Taft LSC discusses potential budget cuts to sports funding for feeder schools, possible 45-minute delay to school day


By BRIAN NADIG

Taft principal Mark Grishaber hopes the school can help its feeder elementary schools fund their sports programs if they fall victim to the latest budget crisis facing the Chicago Public Schools. 

"I think it is incumbent upon us to help our grammar schools," Grishaber said at the July 2 meeting of the Taft High School Local School Council.

The school system is looking to save $3.2 million next school year by eliminating athletic team funding for grammar schools as part of an overall effort to save $200 million due to its pension obligation and cutbacks in state funding. The measure would eliminate stipends for 5,300 coaches.

Grishaber said that between $40,000 and $50,000 would be needed to keep sports going at Taft’s feeder schools and that he would want Taft to hold fundraisers for the elementary schools and perhaps give some of its discretionary funds to those schools. “If were’ going to be the ‘big brother’ on the block, we may want to sell ice cream in the cafeteria to help them,” he said.

Helping to fund the sports programs “gives us a better feeder school” and a better quality athlete when their students enroll at Taft, Grishaber said.
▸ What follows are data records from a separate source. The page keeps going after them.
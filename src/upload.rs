//! Headless staging for GPU upload.
//!
//! The engine never touches a graphics API. A UI layer implements [`TextureUploader`] for its
//! backend and calls [`EnvironmentImage::upload_with`] after a successful load; the texel data
//! arrives as tightly packed RGBA16F.

use crate::environment::EnvironmentImage;
use crate::image2d::Image2D;
use anyhow::{Context, Result};
use half::f16;

/// Bytes per RGBA16F texel.
pub const TEXEL_BYTES: u32 = 8;

#[derive(Debug, Clone, Copy, PartialEq, Eq)]
pub enum TextureKind {
    LatLong,
    CubeCross,
    /// Six layers in `CubeFace` order, matching the +X, -X, +Y, -Y, +Z, -Z layer convention of
    /// cube textures.
    CubeMap,
}

impl TextureKind {
    pub fn label(self) -> &'static str {
        match self {
            TextureKind::LatLong => "Environment LatLong",
            TextureKind::CubeCross => "Environment Cube Cross",
            TextureKind::CubeMap => "Environment Cube",
        }
    }
}

#[derive(Debug, Clone, PartialEq)]
pub struct StagedTexture {
    pub label: &'static str,
    pub width: u32,
    pub height: u32,
    pub layers: u32,
    /// RGBA16F bits, layer-major then row-major.
    pub texels: Vec<u16>,
}

impl StagedTexture {
    pub fn bytes_per_row(&self) -> u32 {
        self.width * TEXEL_BYTES
    }

    pub fn as_bytes(&self) -> &[u8] {
        bytemuck::cast_slice(&self.texels)
    }

    /// Bytes of one layer, or `None` past the last layer.
    pub fn layer_bytes(&self, layer: u32) -> Option<&[u8]> {
        if layer >= self.layers {
            return None;
        }
        let layer_len = self.bytes_per_row() as usize * self.height as usize;
        let start = layer as usize * layer_len;
        self.as_bytes().get(start..start + layer_len)
    }
}

pub trait TextureUploader {
    type Handle;

    fn upload(&mut self, kind: TextureKind, texture: &StagedTexture) -> Result<Self::Handle>;
}

#[derive(Debug)]
pub struct UploadedTextures<H> {
    pub lat_long: H,
    pub cube_cross: H,
    pub cube_map: H,
}

fn push_rgba16f(texels: &mut Vec<u16>, image: &Image2D) {
    for pixel in image.pixels() {
        texels.extend(pixel.extend(1.0).to_array().map(|value| f16::from_f32(value).to_bits()));
    }
}

fn stage_image(kind: TextureKind, image: &Image2D) -> StagedTexture {
    let mut texels = Vec::with_capacity(image.pixels().len() * 4);
    push_rgba16f(&mut texels, image);
    StagedTexture { label: kind.label(), width: image.width(), height: image.height(), layers: 1, texels }
}

impl EnvironmentImage {
    pub fn stage(&self, kind: TextureKind) -> Option<StagedTexture> {
        match kind {
            TextureKind::LatLong => self.lat_long().map(|image| stage_image(kind, image)),
            TextureKind::CubeCross => self.cube_cross().map(|image| stage_image(kind, image)),
            TextureKind::CubeMap => self.cube_faces().map(|faces| {
                let (width, height) = faces.face_size();
                let mut texels = Vec::with_capacity(width as usize * height as usize * 4 * 6);
                for (_, image) in faces.iter() {
                    push_rgba16f(&mut texels, image);
                }
                StagedTexture { label: kind.label(), width, height, layers: 6, texels }
            }),
        }
    }

    /// Stages and uploads all three representations. Returns `Ok(None)` when nothing is loaded.
    pub fn upload_with<U: TextureUploader>(
        &self,
        uploader: &mut U,
    ) -> Result<Option<UploadedTextures<U::Handle>>> {
        if self.is_empty() {
            return Ok(None);
        }
        let mut upload = |kind: TextureKind| -> Result<U::Handle> {
            let staged = self.stage(kind).with_context(|| format!("{} is not loaded", kind.label()))?;
            uploader.upload(kind, &staged).with_context(|| format!("Failed to upload {}", kind.label()))
        };
        Ok(Some(UploadedTextures {
            lat_long: upload(TextureKind::LatLong)?,
            cube_cross: upload(TextureKind::CubeCross)?,
            cube_map: upload(TextureKind::CubeMap)?,
        }))
    }
}

#[cfg(test)]
mod tests {
    use super::*;
    use crate::face::CubeFace;
    use glam::Vec3;

    #[derive(Default)]
    struct RecordingUploader {
        calls: Vec<(TextureKind, u32, u32, u32, usize)>,
        fail_on: Option<TextureKind>,
    }

    impl TextureUploader for RecordingUploader {
        type Handle = usize;

        fn upload(&mut self, kind: TextureKind, texture: &StagedTexture) -> Result<usize> {
            if self.fail_on == Some(kind) {
                anyhow::bail!("device lost");
            }
            self.calls.push((kind, texture.width, texture.height, texture.layers, texture.as_bytes().len()));
            Ok(self.calls.len())
        }
    }

    fn loaded() -> EnvironmentImage {
        let mut env = EnvironmentImage::new();
        env.set_lat_long(Image2D::filled(8, 4, Vec3::new(0.5, 1.0, 2.0))).expect("set lat-long");
        env
    }

    #[test]
    fn staging_packs_rgba16f_with_opaque_alpha() {
        let staged = loaded().stage(TextureKind::LatLong).expect("lat-long staged");
        assert_eq!((staged.width, staged.height, staged.layers), (8, 4, 1));
        assert_eq!(staged.bytes_per_row(), 64);
        assert_eq!(staged.as_bytes().len(), 8 * 4 * 8);
        let first: Vec<f32> = staged.texels[..4].iter().map(|bits| f16::from_bits(*bits).to_f32()).collect();
        assert_eq!(first, vec![0.5, 1.0, 2.0, 1.0]);
    }

    #[test]
    fn cube_map_layers_follow_face_order() {
        let mut env = EnvironmentImage::new();
        let faces = CubeFace::ALL.map(|face| Image2D::filled(2, 2, Vec3::splat(face.index() as f32)));
        env.set_cube_faces(crate::convert::CubeFaceSet::new(faces).expect("faces"));
        let staged = env.stage(TextureKind::CubeMap).expect("cube staged");
        assert_eq!(staged.layers, 6);
        for face in CubeFace::ALL {
            let layer = staged.layer_bytes(face.index() as u32).expect("layer in range");
            let red: &[u16] = bytemuck::cast_slice(&layer[..2]);
            assert_eq!(f16::from_bits(red[0]).to_f32(), face.index() as f32);
        }
        assert!(staged.layer_bytes(6).is_none());
        let flat = loaded().stage(TextureKind::LatLong).expect("lat-long staged");
        assert_eq!(flat.layer_bytes(0).map(<[u8]>::len), Some(8 * 4 * 8));
        assert!(flat.layer_bytes(1).is_none());
    }

    #[test]
    fn upload_hands_every_representation_to_the_backend() {
        let env = loaded();
        let mut uploader = RecordingUploader::default();
        let handles = env.upload_with(&mut uploader).expect("upload").expect("loaded");
        assert_eq!((handles.lat_long, handles.cube_cross, handles.cube_map), (1, 2, 3));
        assert_eq!(uploader.calls[1], (TextureKind::CubeCross, 6, 8, 1, 6 * 8 * 8));
        assert_eq!(uploader.calls[2], (TextureKind::CubeMap, 2, 2, 6, 2 * 2 * 8 * 6));
    }

    #[test]
    fn upload_skips_empty_engine_and_reports_backend_errors() {
        let mut uploader = RecordingUploader::default();
        assert!(EnvironmentImage::new().upload_with(&mut uploader).expect("empty").is_none());
        assert!(uploader.calls.is_empty());

        uploader.fail_on = Some(TextureKind::CubeCross);
        let err = loaded().upload_with(&mut uploader).unwrap_err();
        assert!(format!("{err:?}").contains("device lost"));
    }
}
The assistance would be well received and serve as a positive public relations move for Taft, he said.

LSC chairwoman Lisa Schwieger said that she is not convinced that funding athletics at the feeder schools would result in good publicity and that Taft may need those funds for itself. “People won’t know Taft is helping,” she said.

Some LSC members expressed doubt that the school system would carry through with its plan to cut sports funding for the grammar schools because similar recommendations in the past have proven to be too controversial.

It also was reported that proposed system-wide budget cuts would change the school day at Taft from 7:45 a.m. – 3 p.m. to 8:30 a.m. – 3:45 p.m. The school system would save $9.2 million in transportation costs by delaying the start of high schools 45 minutes, allowing for fewer buses to cover more routes.

Taft has six buses which transport Seventh and Eighth Grade Academic Center students and three buses for special needs students.

Plans also are being made to change how elementary school students in magnet programs are transported. In the past these students were picked up at their neighborhood school, but under a proposed plan bus stops would be consolidated within two miles of students’ homes, saving $2.3 million.

Also at the meeting, the council allocated about $115,000 for plumbing, electrical and handicapped accessible improvements to the boys’ locker room in the main gym, where the showers often do not work. An additional $100,000 may be needed to complete all of the needed repairs and renovations, Grishaber said.

The LSC also voted to increase the amount of discretionary spending power for the principal from $2,500 to $5,000. In recent years the amount has been as high as $10,000, but it was reduced to $2,500 when Taft had an acting principal in the 2013-14 school year.

LSC community member Goran Davidovac was the only member to vote against the motion. He said that the council “got burned once” when a previous administration made a poor spending decision.

LSC staff representative Mary Kay Cobb said that the spending limit for the principal should be $10,000 because several routine purchases, include a recent $7,091 purchase for student locks, should not have to come before the council. “How do we operate a school of this size and handcuff him?” Cobb said.

Expenditures of more than $5,000 will require a purchase order that the council must approve. Grishaber said that information on purchases under $5,000 will be made available to council members when requested and that the council’s Budget Finance Committee chairman Nick Savich regularly reviews the school’s budget and expenditures.

The school also plans to purchase about $125,000 of additional Chrome tablets next school year. Grishaber said that the tablets would reduce the amount of time spent on administrating standardized tests from six to two weeks and that the tablets would be made available for classrooms when there is no testing.

The council also set its meeting agenda for 2015-16. Meetings will be held starting in September at 6:30 p.m. on the third Tuesday of each month, with no meeting in January and the April meeting on the second Tuesday, April 12, due to spring break.

The council also re-elected Schwieger as chairwoman, parent member Joe McFeely as vice chairman, faculty representative Les Plewa as secretary and parent member Anita Bernacchi as freedom of information officer.

Agendas for the LSC meetings are posted on www.tafths.org.